Security researchers have found a persistent vulnerability in Google Pixel phones that has existed since 2017. This vulnerability could potentially provide hackers with a means of backdooring a device.
The vulnerability relates to a “Showcase.apk” third-party Android application package that Verizon reportedly put on Pixel phones offered for sale in the US.
A great technique to showcase a Pixel phone at Verizon stores is to use Showcase.apk to transform it into a demo device. The cybersecurity provider iVerify, however, has discovered that the same application has deep system rights, “including remote code execution and remote package installation capabilities.”
Additionally, it discovered that Showcase.apk will get a configuration file via an unencrypted HTTP connection at a predetermined URL. According to the iVerify researchers’ assessment, the application package “fails to authenticate or verify” the URL’s domain while downloading the configuration file.
Thus, by impersonating the predefined URL and diverting the connection to a malicious website intended to deliver a booby-trapped configuration file, a hacker might take advantage of Showcase.apk.

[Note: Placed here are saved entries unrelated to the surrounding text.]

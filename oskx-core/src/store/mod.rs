//! Storage ports.
//!
//! The engine talks to persistence exclusively through these traits, so
//! services can be wired with an in-memory store in tests and a Postgres
//! store in production. All mutating methods are atomic per call; the
//! read-check-mutate discipline around them lives in the services
//! (keyed locks) and in [`ExchangeStore::update_status`] (compare-and-swap
//! on the expected status).

pub mod memory;
pub mod postgres;

pub use memory::MemoryStore;
pub use postgres::PgStore;

use crate::entities::{
    Exchange, ExchangeStatus, Message, Notification, Rating, TransactionRecord, UserRecord,
};
use async_trait::async_trait;
use rust_decimal::Decimal;
use uuid::Uuid;

/// Persistence failure, wrapped into `EngineError::Storage` by the
/// services.
#[derive(Debug, thiserror::Error)]
pub enum StoreError {
    #[error("database error: {0}")]
    Database(#[from] sqlx::Error),
}

/// Offset/limit pagination request.
#[derive(Debug, Clone, Copy)]
pub struct Page {
    pub offset: u64,
    pub limit: u64,
}

impl Default for Page {
    fn default() -> Self {
        Self {
            offset: 0,
            limit: 20,
        }
    }
}

/// One page of results plus the total count for page-count computation.
#[derive(Debug, Clone)]
pub struct Paged<T> {
    pub items: Vec<T>,
    pub total: u64,
}

#[async_trait]
pub trait UserStore: Send + Sync {
    async fn insert_user(&self, user: &UserRecord) -> Result<(), StoreError>;
    async fn find_user(&self, user_id: Uuid) -> Result<Option<UserRecord>, StoreError>;
    async fn set_points_balance(&self, user_id: Uuid, balance: Decimal) -> Result<(), StoreError>;
    async fn set_average_rating(&self, user_id: Uuid, value: Decimal) -> Result<(), StoreError>;
}

#[async_trait]
pub trait ExchangeStore: Send + Sync {
    async fn insert_exchange(&self, exchange: &Exchange) -> Result<(), StoreError>;
    async fn find_exchange(&self, exchange_id: Uuid) -> Result<Option<Exchange>, StoreError>;
    /// Every exchange where the user is requester or provider, newest
    /// first.
    async fn list_exchanges_for(&self, user_id: Uuid) -> Result<Vec<Exchange>, StoreError>;
    /// Compare-and-swap status update. Returns `false` if the stored
    /// status no longer equals `expected` (a concurrent writer won).
    async fn update_status(
        &self,
        exchange_id: Uuid,
        expected: ExchangeStatus,
        target: ExchangeStatus,
        updated_at: time::OffsetDateTime,
    ) -> Result<bool, StoreError>;
}

#[async_trait]
pub trait TransactionStore: Send + Sync {
    async fn append_transaction(&self, record: &TransactionRecord) -> Result<(), StoreError>;
    /// Transaction history, newest first.
    async fn transactions_of(
        &self,
        user_id: Uuid,
        page: Page,
    ) -> Result<Paged<TransactionRecord>, StoreError>;
    /// Audit query over the immutable log: entries in `[from, until)`,
    /// oldest first.
    async fn transactions_between(
        &self,
        user_id: Uuid,
        from: time::OffsetDateTime,
        until: time::OffsetDateTime,
    ) -> Result<Vec<TransactionRecord>, StoreError>;
}

#[async_trait]
pub trait MessageStore: Send + Sync {
    async fn append_message(&self, message: &Message) -> Result<(), StoreError>;
    /// Messages of an exchange in creation order, id as tie-break.
    async fn messages_of(&self, exchange_id: Uuid) -> Result<Vec<Message>, StoreError>;
}

#[async_trait]
pub trait RatingStore: Send + Sync {
    async fn insert_rating(&self, rating: &Rating) -> Result<(), StoreError>;
    async fn rating_for_exchange(&self, exchange_id: Uuid) -> Result<Option<Rating>, StoreError>;
    async fn ratings_of_user(&self, user_id: Uuid) -> Result<Vec<Rating>, StoreError>;
}

#[async_trait]
pub trait NotificationStore: Send + Sync {
    async fn append_notification(&self, notification: &Notification) -> Result<(), StoreError>;
    /// The newest `limit` notifications of a user, newest first.
    async fn notifications_of(
        &self,
        user_id: Uuid,
        limit: u64,
    ) -> Result<Vec<Notification>, StoreError>;
    async fn unread_count(&self, user_id: Uuid) -> Result<u64, StoreError>;
    /// Returns `false` if the notification does not exist **or** does not
    /// belong to the user; callers must not distinguish the two.
    async fn mark_read(&self, notification_id: Uuid, user_id: Uuid) -> Result<bool, StoreError>;
    async fn mark_all_read(&self, user_id: Uuid) -> Result<u64, StoreError>;
    /// Same ownership scoping as [`NotificationStore::mark_read`].
    async fn delete_notification(
        &self,
        notification_id: Uuid,
        user_id: Uuid,
    ) -> Result<bool, StoreError>;
}

/// The full persistence surface the engine is wired with.
pub trait Store:
    UserStore + ExchangeStore + TransactionStore + MessageStore + RatingStore + NotificationStore
{
}

impl<T> Store for T where
    T: UserStore + ExchangeStore + TransactionStore + MessageStore + RatingStore + NotificationStore
{
}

This might happen if the Pixel phone joins a network that is controlled by hackers, such as a rogue Wi-Fi hotspot, to launch a “man-in-the-middle attack.”
According to iVerify, millions of Pixel devices may be impacted by the bug. Palantir Technologies, one of iVerify’s clients, “is opting to remove Android devices from its mobile fleet and transition entirely to Apple devices over the next few years,” according to iVerify, indicating that the risk is that great.

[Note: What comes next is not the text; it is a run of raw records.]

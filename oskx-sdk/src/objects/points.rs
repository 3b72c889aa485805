use rust_decimal::Decimal;
use serde::{Deserialize, Serialize};
use uuid::Uuid;

/// Kind of a ledger entry.
///
/// `Payment` entries reduce the balance, `Award` entries increase it.
#[derive(Debug, Clone, Copy, PartialEq, Eq, Hash, Serialize, Deserialize)]
#[serde(rename_all = "snake_case")]
pub enum TransactionKind {
    Payment,
    Award,
}

/// Current points balance of a user.
#[derive(Debug, Clone, Serialize, Deserialize)]
pub struct BalanceResponse {
    pub user_id: Uuid,
    pub points_balance: Decimal,
}

/// A single append-only ledger entry.
#[derive(Debug, Clone, Serialize, Deserialize)]
pub struct TransactionResponse {
    pub transaction_id: Uuid,
    pub user_id: Uuid,
    pub kind: TransactionKind,
    /// Unsigned magnitude; the sign is implied by `kind`.
    pub amount: Decimal,
    pub reason: String,
    pub related_exchange_id: Option<Uuid>,
    pub created_at: i64,
}

/// One page of transaction history, newest first.
#[derive(Debug, Clone, Serialize, Deserialize)]
pub struct TransactionPage {
    pub transactions: Vec<TransactionResponse>,
    /// Total number of entries for the user, for page-count computation.
    pub total: u64,
    pub offset: u64,
    pub limit: u64,
}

Additionally, since the app is a component of the firmware image and Google forbids end users from changing the firmware image for security reasons, consumers are unable to delete it, according to iVerify.
But according to Google, the problem isn’t as bad as the research says. Showcase.apk isn’t active by default, to start. Rather, to activate the application package, iVerify needs physical access to the Pixel phone. However, iVerify researchers told Wired that it’s feasible that malware currently present on the device may find a way to activate it.
Google clarified, saying, “This is an app that Smith Micro built for Verizon in-store demo devices and is no longer in use; it is not a vulnerability in the Pixel or Android platforms. Physical access to the phone and the user’s password are both necessary for this software to be exploited on a user’s phone. No indication of any active exploitation has been observed.
A timeline was not given, but the company also intends to use a software update to delete Showcase.apk from all impacted Pixel phones. Devices from the Pixel 9 series do not have the app. Google continued, “We are also informing other Android OEMs.”